--- Recorded data ---
//! Two-stock comparison orchestration

use super::TextGeneration;
use super::result::{ComparedStocks, ComparisonResult, StockDetail};
use crate::directory::{CompanyDirectory, profile_for};
use crate::engine::{
    Contender, IndicatorOptions, TiePolicy, compare_metrics, compute_indicators_with,
    select_winners,
};
use crate::error::{DashError, Result};
use crate::models::{TimeSeriesPoint, normalize_symbol};
use crate::prompts::{ComparisonPrompt, StockBrief};
use std::sync::Arc;
use tracing::{error, info, instrument, warn};

const STAGE: &str = "comparison";

/// Normalize and check a pair of symbols
///
/// Both must be present and must differ after trimming and upper-casing.
pub fn validate_pair(symbol1: &str, symbol2: &str) -> Result<(String, String)> {
    let first = normalize_symbol(symbol1);
    let second = normalize_symbol(symbol2);

    if first.is_empty() || second.is_empty() {
        return Err(DashError::InvalidInput(
            "Both stock1 and stock2 symbols are required".to_string(),
        ));
    }
    if first == second {
        return Err(DashError::InvalidInput(
            "Cannot compare the same stock".to_string(),
        ));
    }

    Ok((first, second))
}

/// Builds model comparisons of two stocks
#[derive(Clone)]
pub struct ComparisonOrchestrator {
    generation: TextGeneration,
    directory: Arc<dyn CompanyDirectory>,
    options: IndicatorOptions,
    tie_policy: TiePolicy,
}

impl ComparisonOrchestrator {
    pub fn new(
        generation: TextGeneration,
        directory: Arc<dyn CompanyDirectory>,
        options: IndicatorOptions,
        tie_policy: TiePolicy,
    ) -> Self {
        Self {
            generation,
            directory,
            options,
            tie_policy,
        }
    }

    /// Compare two symbols from their daily series
    #[instrument(skip(self, series1, series2), fields(points1 = series1.len(), points2 = series2.len()))]
    pub async fn build_comparison(
        &self,
        symbol1: &str,
        symbol2: &str,
        series1: &[TimeSeriesPoint],
        series2: &[TimeSeriesPoint],
    ) -> Result<ComparisonResult> {
        let (first, second) = validate_pair(symbol1, symbol2)?;

        for (symbol, series) in [(&first, series1), (&second, series2)] {
            if series.is_empty() {
                warn!(symbol = %symbol, stage = STAGE, "No historical data");
                return Err(DashError::NoData {
                    symbol: symbol.clone(),
                });
            }
        }

        let indicators1 = compute_indicators_with(series1, &self.options);
        let indicators2 = compute_indicators_with(series2, &self.options);
        let metrics1 = compare_metrics(series1);
        let metrics2 = compare_metrics(series2);

        let profile1 = profile_for(self.directory.as_ref(), &first).await?;
        let profile2 = profile_for(self.directory.as_ref(), &second).await?;

        let prompt = ComparisonPrompt::new(
            StockBrief::new(&first, &profile1, &indicators1, &metrics1),
            StockBrief::new(&second, &profile2, &indicators2, &metrics2),
        )
        .render()?;

        let model_output = self
            .generation
            .generate_object(prompt, STAGE)
            .await
            .inspect_err(|e| {
                error!(%first, %second, stage = STAGE, error = %e, "Comparison generation failed");
            })?;

        let winners = select_winners(
            &Contender {
                symbol: &first,
                indicators: &indicators1,
                metrics: &metrics1,
            },
            &Contender {
                symbol: &second,
                indicators: &indicators2,
                metrics: &metrics2,
            },
            self.tie_policy,
        );

        let stocks = ComparedStocks {
            stock1: StockDetail::new(&first, profile1, indicators1, metrics1),
            stock2: StockDetail::new(&second, profile2, indicators2, metrics2),
        };

        info!(%first, %second, "Comparison generated");
        Ok(ComparisonResult::new(model_output, stocks, winners))
    }
}

#[cfg(test)]
mod tests {
    use super::*;
    use crate::analysis::testing::ScriptedGenerator;
    use crate::config::InsightConfig;
    use crate::directory::{MockCompanyDirectory, StaticCompanyDirectory};
    use crate::engine::comparison::TIE_LABEL;
    use crate::models::Company;
    use crate::models::fixtures::series_from_closes;
    use serde_json::json;

    const REPLY: &str = r#"Analysis follows.
{
  "analysis": {
    "performanceAnalysis": "AAPL outperformed",
    "riskAssessment": "MSFT is steadier",
    "recommendation": "Split 60/40",
    "marketOutlook": "Positive"
  },
  "summary": "Both are solid",
  "winner": "AAPL",
  "reason": "Stronger momentum",
  "metrics": {"betterPerformer": "AAPL", "lowerRisk": "MSFT", "higherGrowth": "AAPL"}
}"#;

    fn directory() -> Arc<dyn CompanyDirectory> {
        Arc::new(StaticCompanyDirectory::new(vec![Company::new(
            "AAPL",
            "Apple Inc.",
            Some("Technology"),
        )]))
    }

    fn orchestrator(
        generator: Arc<ScriptedGenerator>,
        directory: Arc<dyn CompanyDirectory>,
        tie_policy: TiePolicy,
    ) -> ComparisonOrchestrator {
        ComparisonOrchestrator::new(
            TextGeneration::new(generator, &InsightConfig::default()),
            directory,
            IndicatorOptions::default(),
            tie_policy,
        )
    }

    /// A full year rising 20% against one rising 10% with larger swings
    fn two_years() -> (Vec<TimeSeriesPoint>, Vec<TimeSeriesPoint>) {
        let steady: Vec<f64> = (0..252_i32).map(|i| 100.0 + f64::from(i) * 20.0 / 251.0).collect();
        let choppy: Vec<f64> = (0..252_i32)
            .map(|i| {
                let swing = if i % 2 == 0 { 6.0 } else { -6.0 };
                100.0 + f64::from(i) * 10.0 / 251.0 + if i == 251 { 0.0 } else { swing }
            })
            .collect();
        (series_from_closes(&steady), series_from_closes(&choppy))
    }

    #[test]
    fn test_validate_pair() {
        assert_eq!(
            validate_pair(" aapl", "msft ").unwrap(),
            ("AAPL".to_string(), "MSFT".to_string())
        );
        assert!(matches!(validate_pair("", "MSFT"), Err(DashError::InvalidInput(_))));
        assert!(matches!(validate_pair("AAPL", "  "), Err(DashError::InvalidInput(_))));
        assert!(matches!(validate_pair("AAPL", "aapl"), Err(DashError::InvalidInput(_))));
    }

    #[tokio::test]
    async fn test_build_comparison() {
        let generator = ScriptedGenerator::replying(REPLY);
        let (steady, choppy) = two_years();

        let result = orchestrator(generator.clone(), directory(), TiePolicy::SecondWins)
            .build_comparison("aapl", "MSFT", &steady, &choppy)
            .await
            .unwrap();

        assert_eq!(result.stocks.stock1.symbol, "AAPL");
        assert_eq!(result.stocks.stock1.name, "Apple Inc.");
        assert_eq!(result.stocks.stock1.sector, "Technology");
        assert_eq!(result.stocks.stock2.name, "MSFT");
        assert_eq!(result.stocks.stock2.sector, "Unknown");
        assert!((result.stocks.stock1.year_return - 20.0).abs() < 1e-9);
        assert_eq!(result.stocks.stock1.max_drawdown, 0.0);
        assert!(result.stocks.stock2.max_drawdown > 0.0);

        assert_eq!(result.comparison_metrics.performance_winner, "AAPL");
        assert_eq!(result.comparison_metrics.risk_winner, "AAPL");
        assert_eq!(result.model_output["winner"], "AAPL");

        let prompt = generator.last_prompt();
        assert!(prompt.contains("STOCK 1: AAPL (Apple Inc.)"));
        assert!(prompt.contains("STOCK 2: MSFT (MSFT)"));
    }

    #[tokio::test]
    async fn test_identical_symbols_rejected_before_generation() {
        let generator = ScriptedGenerator::replying(REPLY);
        let series = series_from_closes(&[1.0, 2.0]);

        let err = orchestrator(generator.clone(), directory(), TiePolicy::SecondWins)
            .build_comparison("AAPL", " aapl ", &series, &series)
            .await
            .unwrap_err();

        assert!(matches!(err, DashError::InvalidInput(_)));
        assert_eq!(generator.calls(), 0);
    }

    #[tokio::test]
    async fn test_empty_series_names_symbol() {
        let generator = ScriptedGenerator::replying(REPLY);
        let series = series_from_closes(&[1.0, 2.0]);

        let err = orchestrator(generator.clone(), directory(), TiePolicy::SecondWins)
            .build_comparison("AAPL", "MSFT", &series, &[])
            .await
            .unwrap_err();

        assert!(matches!(err, DashError::NoData { ref symbol } if symbol == "MSFT"));
        assert_eq!(generator.calls(), 0);
    }

    #[tokio::test]
    async fn test_prose_reply_is_upstream_parse() {
        let reply = "Both stocks look interesting, hard to say.";
        let generator = ScriptedGenerator::replying(reply);
        let series = series_from_closes(&[1.0, 2.0]);

        let err = orchestrator(generator, directory(), TiePolicy::SecondWins)
            .build_comparison("AAPL", "MSFT", &series, &series)
            .await
            .unwrap_err();

        assert_eq!(err.raw_response(), Some(reply));
    }

    #[tokio::test]
    async fn test_identical_data_ties() {
        let series = series_from_closes(&[10.0, 11.0, 10.5, 12.0]);

        let legacy = orchestrator(
            ScriptedGenerator::replying(REPLY),
            directory(),
            TiePolicy::SecondWins,
        )
        .build_comparison("AAPL", "MSFT", &series, &series)
        .await
        .unwrap();
        assert_eq!(legacy.comparison_metrics.performance_winner, "MSFT");
        assert_eq!(legacy.comparison_metrics.momentum_winner, "MSFT");

        let reported = orchestrator(
            ScriptedGenerator::replying(REPLY),
            directory(),
            TiePolicy::ReportTie,
        )
        .build_comparison("AAPL", "MSFT", &series, &series)
        .await
        .unwrap();
        assert_eq!(reported.comparison_metrics.risk_winner, TIE_LABEL);
        assert_eq!(reported.comparison_metrics.volume_winner, TIE_LABEL);
    }

    #[tokio::test]
    async fn test_directory_failure_propagates() {
        let mut directory = MockCompanyDirectory::new();
        directory
            .expect_find()
            .returning(|_| Err(sqlx::Error::PoolTimedOut.into()));

        let generator = ScriptedGenerator::replying(REPLY);
        let series = series_from_closes(&[1.0, 2.0]);

        let err = orchestrator(generator.clone(), Arc::new(directory), TiePolicy::SecondWins)
            .build_comparison("AAPL", "MSFT", &series, &series)
            .await
            .unwrap_err();

        assert!(matches!(err, DashError::Directory(_)));
        assert_eq!(generator.calls(), 0);
    }

    #[test]
    fn test_reply_fixture_is_json() {
        let start = REPLY.find('{').unwrap();
        let value: serde_json::Value = serde_json::from_str(&REPLY[start..]).unwrap();
        assert_eq!(value["metrics"], json!({"betterPerformer": "AAPL", "lowerRisk": "MSFT", "higherGrowth": "AAPL"}));
    }
}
---
§ **Aim of the exercise**: Copy all lines from the data that hold the word "higherGrowth".

§ **Written solution**:
  "metrics": {"betterPerformer": "AAPL", "lowerRisk": "MSFT", "higherGrowth": "AAPL"}
        assert_eq!(value["metrics"], json!({"betterPerformer": "AAPL", "lowerRisk": "MSFT", "higherGrowth": "AAPL"}));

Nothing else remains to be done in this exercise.